*Description of the task*. Could you set down exactly the lines of the data below, starting at the one that holds "type identity helpers" and ending at the one that holds "pub fn split_identity(identity: &str)", both included, and only those?

*-*-*

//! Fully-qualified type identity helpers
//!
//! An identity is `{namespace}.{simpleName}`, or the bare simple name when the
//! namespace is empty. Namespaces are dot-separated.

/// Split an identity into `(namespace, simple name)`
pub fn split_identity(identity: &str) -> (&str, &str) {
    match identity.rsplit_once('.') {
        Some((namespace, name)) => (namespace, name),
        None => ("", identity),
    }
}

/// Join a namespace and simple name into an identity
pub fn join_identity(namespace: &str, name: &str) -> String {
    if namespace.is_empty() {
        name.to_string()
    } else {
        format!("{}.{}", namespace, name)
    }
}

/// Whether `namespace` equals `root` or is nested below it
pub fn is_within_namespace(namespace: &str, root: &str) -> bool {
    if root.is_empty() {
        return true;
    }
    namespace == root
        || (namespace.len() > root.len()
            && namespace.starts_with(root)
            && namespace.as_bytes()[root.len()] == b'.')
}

*-*-*

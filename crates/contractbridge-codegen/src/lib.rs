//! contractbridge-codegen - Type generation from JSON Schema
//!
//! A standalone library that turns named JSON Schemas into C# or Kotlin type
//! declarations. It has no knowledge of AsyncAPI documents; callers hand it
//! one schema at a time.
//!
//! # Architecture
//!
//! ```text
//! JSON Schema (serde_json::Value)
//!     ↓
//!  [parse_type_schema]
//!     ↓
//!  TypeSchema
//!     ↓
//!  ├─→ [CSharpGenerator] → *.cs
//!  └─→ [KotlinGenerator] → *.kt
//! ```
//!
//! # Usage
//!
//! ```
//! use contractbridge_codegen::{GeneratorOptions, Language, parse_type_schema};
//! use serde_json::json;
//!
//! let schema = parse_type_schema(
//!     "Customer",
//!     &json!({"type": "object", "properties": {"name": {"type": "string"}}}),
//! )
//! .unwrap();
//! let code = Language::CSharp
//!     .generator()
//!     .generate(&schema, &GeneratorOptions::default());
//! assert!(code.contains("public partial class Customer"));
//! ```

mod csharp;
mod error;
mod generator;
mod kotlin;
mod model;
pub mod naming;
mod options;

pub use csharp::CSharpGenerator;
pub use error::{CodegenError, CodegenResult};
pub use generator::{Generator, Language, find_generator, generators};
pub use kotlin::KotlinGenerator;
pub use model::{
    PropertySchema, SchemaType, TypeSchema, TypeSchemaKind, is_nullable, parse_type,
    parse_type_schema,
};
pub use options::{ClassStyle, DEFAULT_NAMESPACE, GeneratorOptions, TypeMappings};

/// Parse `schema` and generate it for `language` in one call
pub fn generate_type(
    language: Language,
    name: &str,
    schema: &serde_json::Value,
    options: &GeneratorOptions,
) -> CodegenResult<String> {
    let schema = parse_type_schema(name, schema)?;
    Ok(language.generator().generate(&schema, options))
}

*-*-*

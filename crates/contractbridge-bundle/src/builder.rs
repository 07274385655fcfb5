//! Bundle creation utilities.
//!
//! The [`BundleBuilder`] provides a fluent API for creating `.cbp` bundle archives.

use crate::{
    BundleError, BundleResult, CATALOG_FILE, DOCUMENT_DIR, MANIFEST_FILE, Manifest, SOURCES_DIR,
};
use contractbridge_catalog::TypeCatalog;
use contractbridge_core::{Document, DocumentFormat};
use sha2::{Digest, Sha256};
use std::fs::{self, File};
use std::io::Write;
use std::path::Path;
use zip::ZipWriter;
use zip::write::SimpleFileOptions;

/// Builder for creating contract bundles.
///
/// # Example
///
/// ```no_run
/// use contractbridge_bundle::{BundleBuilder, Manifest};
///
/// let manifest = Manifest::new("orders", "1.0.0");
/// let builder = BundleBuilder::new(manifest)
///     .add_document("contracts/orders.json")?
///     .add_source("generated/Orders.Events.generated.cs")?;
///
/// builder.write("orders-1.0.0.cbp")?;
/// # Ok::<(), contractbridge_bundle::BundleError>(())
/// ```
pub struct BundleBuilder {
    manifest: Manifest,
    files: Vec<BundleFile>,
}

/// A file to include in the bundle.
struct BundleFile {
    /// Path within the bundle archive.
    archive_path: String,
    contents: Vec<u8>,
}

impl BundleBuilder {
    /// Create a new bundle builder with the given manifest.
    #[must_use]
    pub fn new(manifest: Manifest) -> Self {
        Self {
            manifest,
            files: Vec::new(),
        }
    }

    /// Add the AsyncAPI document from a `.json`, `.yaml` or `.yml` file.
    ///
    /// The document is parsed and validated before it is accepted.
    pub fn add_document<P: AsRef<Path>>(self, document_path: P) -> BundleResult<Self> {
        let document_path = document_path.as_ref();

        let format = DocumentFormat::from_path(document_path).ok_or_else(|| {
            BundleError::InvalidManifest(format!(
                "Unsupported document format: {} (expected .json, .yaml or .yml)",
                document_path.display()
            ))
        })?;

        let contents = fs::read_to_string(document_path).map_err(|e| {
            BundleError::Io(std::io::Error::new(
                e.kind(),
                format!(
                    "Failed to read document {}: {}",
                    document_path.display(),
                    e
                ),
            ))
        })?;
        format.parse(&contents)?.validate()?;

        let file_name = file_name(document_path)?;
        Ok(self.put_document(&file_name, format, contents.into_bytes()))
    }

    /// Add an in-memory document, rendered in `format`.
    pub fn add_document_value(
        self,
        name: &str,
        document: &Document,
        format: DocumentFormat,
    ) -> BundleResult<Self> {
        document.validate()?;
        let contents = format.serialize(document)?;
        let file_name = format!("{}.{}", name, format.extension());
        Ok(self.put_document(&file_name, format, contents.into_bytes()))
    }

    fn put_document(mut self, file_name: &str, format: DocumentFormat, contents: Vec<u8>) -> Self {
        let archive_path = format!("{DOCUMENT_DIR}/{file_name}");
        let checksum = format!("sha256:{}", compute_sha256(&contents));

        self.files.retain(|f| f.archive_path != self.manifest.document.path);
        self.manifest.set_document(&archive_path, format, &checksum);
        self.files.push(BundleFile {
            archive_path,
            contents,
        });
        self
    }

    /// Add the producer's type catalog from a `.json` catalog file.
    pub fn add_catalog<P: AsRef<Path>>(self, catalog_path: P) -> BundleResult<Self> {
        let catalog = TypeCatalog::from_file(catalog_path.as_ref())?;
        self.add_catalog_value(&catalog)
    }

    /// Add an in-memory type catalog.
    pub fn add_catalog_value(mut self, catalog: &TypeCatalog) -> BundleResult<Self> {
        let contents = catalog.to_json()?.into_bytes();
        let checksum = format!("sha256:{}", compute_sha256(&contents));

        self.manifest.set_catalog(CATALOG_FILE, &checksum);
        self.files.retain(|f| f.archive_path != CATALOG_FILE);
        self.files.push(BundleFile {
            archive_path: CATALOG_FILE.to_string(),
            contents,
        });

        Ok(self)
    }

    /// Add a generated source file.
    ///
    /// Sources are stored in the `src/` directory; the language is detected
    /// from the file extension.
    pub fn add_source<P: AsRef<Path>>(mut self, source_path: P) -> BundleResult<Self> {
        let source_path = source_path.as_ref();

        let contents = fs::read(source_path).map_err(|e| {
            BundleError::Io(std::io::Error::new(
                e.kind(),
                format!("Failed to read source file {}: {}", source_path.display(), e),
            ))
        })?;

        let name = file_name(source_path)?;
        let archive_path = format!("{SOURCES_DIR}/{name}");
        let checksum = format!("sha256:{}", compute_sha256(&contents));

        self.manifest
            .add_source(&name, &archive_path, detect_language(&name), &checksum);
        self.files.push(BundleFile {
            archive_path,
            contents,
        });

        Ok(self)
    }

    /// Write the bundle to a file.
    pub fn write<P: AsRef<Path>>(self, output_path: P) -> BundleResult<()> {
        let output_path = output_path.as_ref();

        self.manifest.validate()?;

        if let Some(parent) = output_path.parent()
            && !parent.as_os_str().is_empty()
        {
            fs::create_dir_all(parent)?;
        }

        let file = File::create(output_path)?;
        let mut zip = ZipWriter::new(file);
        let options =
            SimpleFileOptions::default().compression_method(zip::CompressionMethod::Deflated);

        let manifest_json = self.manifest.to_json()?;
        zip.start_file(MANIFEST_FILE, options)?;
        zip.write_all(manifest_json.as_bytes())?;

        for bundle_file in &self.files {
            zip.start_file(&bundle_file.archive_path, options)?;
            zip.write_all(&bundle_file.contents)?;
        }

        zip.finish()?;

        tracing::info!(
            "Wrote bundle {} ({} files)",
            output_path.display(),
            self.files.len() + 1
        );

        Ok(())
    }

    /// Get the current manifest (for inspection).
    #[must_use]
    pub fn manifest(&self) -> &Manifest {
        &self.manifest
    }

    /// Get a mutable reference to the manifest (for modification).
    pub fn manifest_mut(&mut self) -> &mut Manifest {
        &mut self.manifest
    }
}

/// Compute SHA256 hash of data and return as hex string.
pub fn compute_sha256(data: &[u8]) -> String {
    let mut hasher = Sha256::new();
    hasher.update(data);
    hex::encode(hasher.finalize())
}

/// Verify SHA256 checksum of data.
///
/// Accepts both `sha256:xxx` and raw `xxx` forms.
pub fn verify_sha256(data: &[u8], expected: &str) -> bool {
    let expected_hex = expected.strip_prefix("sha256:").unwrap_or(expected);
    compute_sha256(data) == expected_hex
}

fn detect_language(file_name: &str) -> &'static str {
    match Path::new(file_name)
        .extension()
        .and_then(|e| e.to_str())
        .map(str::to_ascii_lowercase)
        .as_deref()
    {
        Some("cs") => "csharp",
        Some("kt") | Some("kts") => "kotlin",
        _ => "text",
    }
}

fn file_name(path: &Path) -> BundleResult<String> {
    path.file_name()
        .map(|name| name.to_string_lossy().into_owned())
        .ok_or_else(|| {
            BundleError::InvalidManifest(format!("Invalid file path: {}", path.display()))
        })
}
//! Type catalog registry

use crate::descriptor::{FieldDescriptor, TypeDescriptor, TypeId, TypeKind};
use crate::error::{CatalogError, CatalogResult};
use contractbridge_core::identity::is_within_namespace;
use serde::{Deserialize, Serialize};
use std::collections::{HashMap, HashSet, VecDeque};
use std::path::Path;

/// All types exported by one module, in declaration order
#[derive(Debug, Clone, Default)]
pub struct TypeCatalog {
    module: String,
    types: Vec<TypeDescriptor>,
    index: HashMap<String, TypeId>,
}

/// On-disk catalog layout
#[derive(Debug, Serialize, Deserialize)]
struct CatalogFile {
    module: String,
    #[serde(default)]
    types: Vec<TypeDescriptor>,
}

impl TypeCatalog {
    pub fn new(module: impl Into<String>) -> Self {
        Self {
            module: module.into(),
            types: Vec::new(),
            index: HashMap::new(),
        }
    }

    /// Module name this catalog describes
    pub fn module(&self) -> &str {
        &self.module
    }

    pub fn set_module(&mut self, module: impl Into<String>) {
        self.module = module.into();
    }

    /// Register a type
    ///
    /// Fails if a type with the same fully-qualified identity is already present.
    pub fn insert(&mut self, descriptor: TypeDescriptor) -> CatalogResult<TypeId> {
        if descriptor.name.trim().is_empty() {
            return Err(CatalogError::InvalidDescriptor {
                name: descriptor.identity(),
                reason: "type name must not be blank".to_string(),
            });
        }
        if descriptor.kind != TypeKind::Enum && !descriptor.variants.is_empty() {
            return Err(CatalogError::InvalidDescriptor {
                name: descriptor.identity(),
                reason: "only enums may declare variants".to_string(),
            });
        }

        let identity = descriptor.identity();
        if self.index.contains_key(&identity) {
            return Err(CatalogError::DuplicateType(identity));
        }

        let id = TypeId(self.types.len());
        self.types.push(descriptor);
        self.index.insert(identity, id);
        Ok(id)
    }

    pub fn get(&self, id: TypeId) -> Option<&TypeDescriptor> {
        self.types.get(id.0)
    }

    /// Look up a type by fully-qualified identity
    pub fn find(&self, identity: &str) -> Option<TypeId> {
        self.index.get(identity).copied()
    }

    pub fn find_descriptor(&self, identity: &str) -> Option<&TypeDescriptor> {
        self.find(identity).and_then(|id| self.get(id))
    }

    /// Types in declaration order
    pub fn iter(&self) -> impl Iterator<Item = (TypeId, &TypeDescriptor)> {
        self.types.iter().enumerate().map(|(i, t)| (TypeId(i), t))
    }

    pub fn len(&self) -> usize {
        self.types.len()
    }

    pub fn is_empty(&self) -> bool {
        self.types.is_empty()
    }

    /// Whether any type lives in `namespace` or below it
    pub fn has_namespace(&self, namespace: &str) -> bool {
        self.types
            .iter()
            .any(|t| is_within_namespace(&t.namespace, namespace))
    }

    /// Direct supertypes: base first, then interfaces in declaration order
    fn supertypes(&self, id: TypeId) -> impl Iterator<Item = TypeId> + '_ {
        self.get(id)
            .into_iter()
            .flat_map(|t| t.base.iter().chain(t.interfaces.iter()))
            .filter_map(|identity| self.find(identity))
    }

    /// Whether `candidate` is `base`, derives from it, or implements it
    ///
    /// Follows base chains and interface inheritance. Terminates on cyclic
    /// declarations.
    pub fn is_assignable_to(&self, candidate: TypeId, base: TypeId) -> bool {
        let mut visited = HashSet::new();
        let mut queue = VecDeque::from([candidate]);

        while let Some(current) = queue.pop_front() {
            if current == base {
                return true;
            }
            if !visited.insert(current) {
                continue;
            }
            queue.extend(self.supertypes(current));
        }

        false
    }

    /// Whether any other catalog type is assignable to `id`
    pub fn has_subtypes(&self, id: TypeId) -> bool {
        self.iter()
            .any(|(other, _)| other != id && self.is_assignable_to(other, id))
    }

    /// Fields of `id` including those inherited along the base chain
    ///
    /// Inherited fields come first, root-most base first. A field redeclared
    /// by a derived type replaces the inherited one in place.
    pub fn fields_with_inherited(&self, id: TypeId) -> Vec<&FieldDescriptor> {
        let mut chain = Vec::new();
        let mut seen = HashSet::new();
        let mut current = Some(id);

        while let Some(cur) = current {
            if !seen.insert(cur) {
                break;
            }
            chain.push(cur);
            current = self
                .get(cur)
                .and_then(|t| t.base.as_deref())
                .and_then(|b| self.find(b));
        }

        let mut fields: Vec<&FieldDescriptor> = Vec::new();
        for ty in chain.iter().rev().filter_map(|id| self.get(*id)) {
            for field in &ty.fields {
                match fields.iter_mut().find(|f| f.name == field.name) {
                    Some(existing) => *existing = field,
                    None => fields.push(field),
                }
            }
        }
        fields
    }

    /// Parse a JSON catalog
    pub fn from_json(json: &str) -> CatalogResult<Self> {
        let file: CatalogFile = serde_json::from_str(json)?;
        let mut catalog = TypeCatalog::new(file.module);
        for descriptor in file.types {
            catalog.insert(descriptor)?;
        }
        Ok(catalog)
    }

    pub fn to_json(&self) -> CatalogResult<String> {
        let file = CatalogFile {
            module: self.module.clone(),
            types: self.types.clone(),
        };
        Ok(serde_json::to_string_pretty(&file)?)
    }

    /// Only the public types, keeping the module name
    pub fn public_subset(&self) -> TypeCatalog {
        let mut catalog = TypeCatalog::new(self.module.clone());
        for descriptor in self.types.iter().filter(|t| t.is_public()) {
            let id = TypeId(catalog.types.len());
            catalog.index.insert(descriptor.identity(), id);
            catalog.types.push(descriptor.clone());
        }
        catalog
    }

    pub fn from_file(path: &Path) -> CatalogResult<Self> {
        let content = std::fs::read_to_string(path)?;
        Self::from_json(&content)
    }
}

*-*-*

*Solution*.
//! Fully-qualified type identity helpers
//!
//! An identity is `{namespace}.{simpleName}`, or the bare simple name when the
//! namespace is empty. Namespaces are dot-separated.

/// Split an identity into `(namespace, simple name)`
pub fn split_identity(identity: &str) -> (&str, &str) {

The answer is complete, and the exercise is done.